Suara.com - Pakar Hukum Tata Negara Universitas Gajah Mada (UGM), Zainal Arifin Mochtar, mempertanyakan waktu digulirkannya wacana amandemen UUD 1945 di tengah masa pandemi Covid-19. Zainal menilai adanya perubahan konstitusi dalam sebuah negara biasanya diikuti dengan suatu momen tertentu.
"Kalau kita bicara soal teori perubahan konstitusi di negara manapun, itu selalu ada namanya momentum," kata Zainal dalam diskusi bertajuk 'Membaca Wacana Amandemen UUD 1945: Akal-akalan 3 Periode?', Rabu (15/9/2021).
Zainal mengatakan, momentum tersebut bisa dalam rangka kemerdekaan, peralihan rezim dari otoritarian menuju demokratis, bisa karena ada krisis hingga karena adanya kudeta.
Ia pun mempertanyakan masa pandemi covid ini apakah sudah menjadi alasan yang cukup untuk mengubah konstitusi. Ia tak menampik memang saat pandemi ada krisis ekonomi, alasan tersebut juga jadi salah satu alasan di sebuah negara untuk merubah konstitusi.
"Karena UUD itu biasanya berubah karena konstelasi kekuasaan yang berubah, ada krisis biasanya krisis ekonomi bisa jadi, tapi ada konstelasi ketidakpercayaan dan sebagainya," tuturnya.
Untuk itu, Zainal mengatakan, mengubah konstitusi khususnya dalam hal ini amandemen UUD 1945 tidak diperlukan.
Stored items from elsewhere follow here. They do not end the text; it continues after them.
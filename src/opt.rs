use anyhow::Result;

use crate::error::EstimateError;
use crate::utils::{logit, sigmoid};

/// Inclusive box constraint for one parameter.
#[derive(Debug, Clone, Copy)]
pub struct Bounds {
    pub lo: f64,
    pub hi: f64,
}

#[derive(Debug, Clone)]
pub struct OptConfig {
    pub max_iters: usize,
    pub lbfgs_m: usize,
    pub grad_eps: f64,
    pub line_search_c1: f64,
    pub max_ls_steps: usize,
    pub tol_grad: f64,
}

impl Default for OptConfig {
    fn default() -> Self {
        Self {
            max_iters: 30,
            lbfgs_m: 7,
            grad_eps: 1e-4,
            line_search_c1: 1e-4,
            max_ls_steps: 20,
            tol_grad: 1e-4,
        }
    }
}

#[derive(Debug, Clone)]
pub struct Minimum {
    pub x: Vec<f64>,
    pub value: f64,
    pub converged: bool,
}

fn to_unconstrained(params: &[f64], bounds: &[Bounds]) -> Vec<f64> {
    params
        .iter()
        .zip(bounds.iter())
        .map(|(x, b)| {
            let z = (x - b.lo) / (b.hi - b.lo);
            logit(z.clamp(1e-12, 1.0 - 1e-12))
        })
        .collect()
}

fn from_unconstrained(p: &[f64], bounds: &[Bounds]) -> Vec<f64> {
    p.iter()
        .zip(bounds.iter())
        .map(|(v, b)| b.lo + (b.hi - b.lo) * sigmoid(*v))
        .collect()
}

fn numerical_grad<F>(f: &mut F, params: &[f64], eps: f64) -> Result<Vec<f64>>
where
    F: FnMut(&[f64]) -> Result<f64>,
{
    let mut grad = vec![0.0; params.len()];
    for i in 0..params.len() {
        let step = eps * params[i].abs().max(1.0);
        let mut p1 = params.to_vec();
        let mut p2 = params.to_vec();
        p1[i] += step;
        p2[i] -= step;
        grad[i] = (f(&p1)? - f(&p2)?) / (2.0 * step);
    }
    Ok(grad)
}

fn dot(a: &[f64], b: &[f64]) -> f64 {
    a.iter().zip(b.iter()).map(|(x, y)| x * y).sum()
}

fn norm(a: &[f64]) -> f64 {
    dot(a, a).sqrt()
}

/// Box-constrained L-BFGS with backtracking line search.
///
/// Parameters are mapped through a logistic transform so every cost
/// evaluation sees in-bounds values; gradients are central differences of
/// the transformed cost. `converged` is false only when the very first
/// line search fails to make progress and the initial gradient is above
/// tolerance.
pub fn minimize_bounded<F>(
    mut cost: F,
    x0: &[f64],
    bounds: &[Bounds],
    config: &OptConfig,
) -> Result<Minimum>
where
    F: FnMut(&[f64]) -> Result<f64>,
{
    if bounds.len() != x0.len() {
        return Err(EstimateError::Bounds(format!(
            "{} bounds supplied for {} parameters",
            bounds.len(),
            x0.len()
        ))
        .into());
    }
    for (i, b) in bounds.iter().enumerate() {
        if !(b.lo.is_finite() && b.hi.is_finite() && b.lo < b.hi) {
            return Err(EstimateError::Bounds(format!(
                "bound {i} is degenerate: [{}, {}]",
                b.lo, b.hi
            ))
            .into());
        }
    }

    let mut f = |p: &[f64]| -> Result<f64> { cost(&from_unconstrained(p, bounds)) };

    let mut xk = to_unconstrained(x0, bounds);
    let mut gk = numerical_grad(&mut f, &xk, config.grad_eps)?;
    let mut fk = f(&xk)?;
    let mut accepted = 0usize;

    let mut s_hist: Vec<Vec<f64>> = Vec::new();
    let mut y_hist: Vec<Vec<f64>> = Vec::new();
    let mut rho_hist: Vec<f64> = Vec::new();

    let mut grad_small = norm(&gk) < config.tol_grad;
    for _ in 0..config.max_iters {
        if norm(&gk) < config.tol_grad {
            grad_small = true;
            break;
        }

        // two-loop recursion for the search direction
        let mut q = gk.clone();
        let mut alpha = vec![0.0; s_hist.len()];
        for i in (0..s_hist.len()).rev() {
            let a = rho_hist[i] * dot(&s_hist[i], &q);
            alpha[i] = a;
            for j in 0..q.len() {
                q[j] -= a * y_hist[i][j];
            }
        }
        let mut r = if let Some(last_y) = y_hist.last() {
            let last_s = s_hist.last().unwrap();
            let ys = dot(last_y, last_s);
            let yy = dot(last_y, last_y);
            let h0 = if yy > 0.0 { ys / yy } else { 1.0 };
            q.iter().map(|v| v * h0).collect::<Vec<f64>>()
        } else {
            q.clone()
        };
        for i in 0..s_hist.len() {
            let beta = rho_hist[i] * dot(&y_hist[i], &r);
            for j in 0..r.len() {
                r[j] += s_hist[i][j] * (alpha[i] - beta);
            }
        }
        for v in r.iter_mut() {
            *v = -*v;
        }

        let gdotp = dot(&gk, &r);
        let mut step = 1.0;
        let mut x_new = xk.clone();
        let mut f_new = fk;
        let mut ls_ok = false;
        for _ in 0..config.max_ls_steps {
            for i in 0..xk.len() {
                x_new[i] = xk[i] + step * r[i];
            }
            f_new = f(&x_new)?;
            if f_new <= fk + config.line_search_c1 * step * gdotp {
                ls_ok = true;
                break;
            }
            step *= 0.5;
        }
        if !ls_ok {
            break;
        }
        accepted += 1;

        let g_new = numerical_grad(&mut f, &x_new, config.grad_eps)?;
        let mut s = vec![0.0; xk.len()];
        let mut y = vec![0.0; xk.len()];
        for i in 0..xk.len() {
            s[i] = x_new[i] - xk[i];
            y[i] = g_new[i] - gk[i];
        }
        let ys = dot(&y, &s);
        if ys > 1e-12 {
            if s_hist.len() == config.lbfgs_m {
                s_hist.remove(0);
                y_hist.remove(0);
                rho_hist.remove(0);
            }
            s_hist.push(s);
            y_hist.push(y);
            rho_hist.push(1.0 / ys);
        }
        xk = x_new;
        gk = g_new;
        fk = f_new;
    }

    Ok(Minimum {
        x: from_unconstrained(&xk, bounds),
        value: fk,
        converged: grad_small || accepted > 0,
    })
}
Terlebih dalam masa pandemi covid dan beberapa negara juga mengalami kontraksi.
"Yang kita butuhkan tentu saja di zaman pandemi ini adalah sikap lebih serius, lebih fokus dalam penanganan pandemi," tandasnya.
UUD 45 Bukan Kitab Suci
Sebelumnya Ketua MPR Bambang Soesatyo atau Bamsoet mengatakan bahwa Undang-Undang Dasar Negara Republik Indonesia Tahun 1945 bukan kitab suci.
Baca Juga: OJK Ungkap Banyak Orang yang Beli Asuransi saat Pandemi Covid-19
Sehingga kata Bamsoet bukan hal tabu jika ada amandemen untuk melakukan penyempurnaan. Sebabnya, menurut Bamsoet konstitusi akan terus berkembang menyesuaikan kebutuhan zaman.